A complementary phenomenon to that of laborious play is the practice and concept of playful work. The promises of a joyful and rewarding working experience have been promoted as gamification (e.g. McGonigal 2011, Deterding et al. 2011, Werbach and Hunter 2015, Zichermann and Linder 2010). “Playful work” can be related to Raessens’ concept of ludification of culture, embedded in cultural transformations he observed as part of the digital (2006). Google’s offices with swings and slides for the employees are material indicators for the penetration of game elements into everyday work-life. Critical voices denounce such attempts as ideology (Fuchs et al. 2014), exploitation or simply “bullshit” (Bogost 2011). A recent paper by Martin and Alvarez (2018) looks into French elite education and argues that what happens there is a “dégamification” rather than gamification.

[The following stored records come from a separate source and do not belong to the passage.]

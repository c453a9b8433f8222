/// Caller-owned incremental hash accumulator. The crate never creates or
/// destroys a `HashSink`; it only mixes material into one the caller
/// passes in.
///
/// `absorb_delimiter` exists so that `absorb_bytes(a); absorb_delimiter("x");
/// absorb_bytes(b)` is distinguishable from `absorb_bytes(a ++ b)` -- the
/// delimiter frames differently-typed fields so they can't collide by
/// concatenation.
pub trait HashSink {
    fn absorb_bytes(&mut self, bytes: &[u8]);
    fn absorb_delimiter(&mut self, label: &str);
    fn absorb_int(&mut self, value: i64);
}

/// Framing byte prepended to every delimiter label. `0xFF` cannot occur as
/// the first byte of any of this crate's own absorbed content (source
/// bytes, integers, and labels are all plain ASCII or raw little-endian
/// integers that this crate never leads with `0xFF` by construction), so it
/// reliably marks the start of a delimiter.
const DELIMITER_FRAME: u8 = 0xFF;

/// Built-in [`HashSink`] backed by BLAKE2b, so the crate is directly usable
/// without the caller supplying their own accumulator.
pub struct Blake2bSink {
    state: blake2b_simd::State,
}

impl Blake2bSink {
    pub fn new() -> Self {
        Blake2bSink {
            state: blake2b_simd::State::new(),
        }
    }

    pub fn finalize(&self) -> blake2b_simd::Hash {
        self.state.finalize()
    }
}

impl Default for Blake2bSink {
    fn default() -> Self {
        Self::new()
    }
}

impl HashSink for Blake2bSink {
    fn absorb_bytes(&mut self, bytes: &[u8]) {
        self.state.update(bytes);
    }

    fn absorb_delimiter(&mut self, label: &str) {
        self.state.update(&[DELIMITER_FRAME]);
        self.state.update(&(label.len() as u32).to_le_bytes());
        self.state.update(label.as_bytes());
    }

    fn absorb_int(&mut self, value: i64) {
        self.state.update(&value.to_le_bytes());
    }
}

This is important as it shows that gamification is not a one-way street from the serious to the ludic, but that opposing processes work on the shifting borders between play and work. In an attempt to grasp this double logic of a gamification of everyday activities and a labourisation of play, Kücklich (2005) expressed the work and play dialectics in the portmanteau of “playbour” addressing the issue of free digital labour and a general trend to introduce digital rewards. Other theoreticians reflected on hybrid forms of play and work as “work/play interferences” (Fizekand Dippel 2018), a development of contemporary culture (Sotamaa 2007; Lazzarato 1996) and as an integral part of the gameplay experience, which requires time investment, concentration and a highly specialised skill-set, or the so-called “gamework” (Ruggil et al.2004). Terranova (2000) observed that this kind of free digital labour, however playful and frivolous it may seem, is “structural to the late capitalist cultural economy” and that it usually generates value other actors may harvest. Other, more recent studies have also looked at games from the viewpoint of politics and economy – rather than ludic experience and positive psychology – expanding the earlier, foundational works of Lazzarato, Kücklich and Terranova. Two examples worth mentioning in this context are Michael J. Robert’s “The Politics of Playtime. Reading Marx through Huizinga on the Desire to Escape from Ordinary Life” (2018) and Anne Dippel’s “Work”, a Benjaminian analysis of play in the times of automated reproducibility (2018).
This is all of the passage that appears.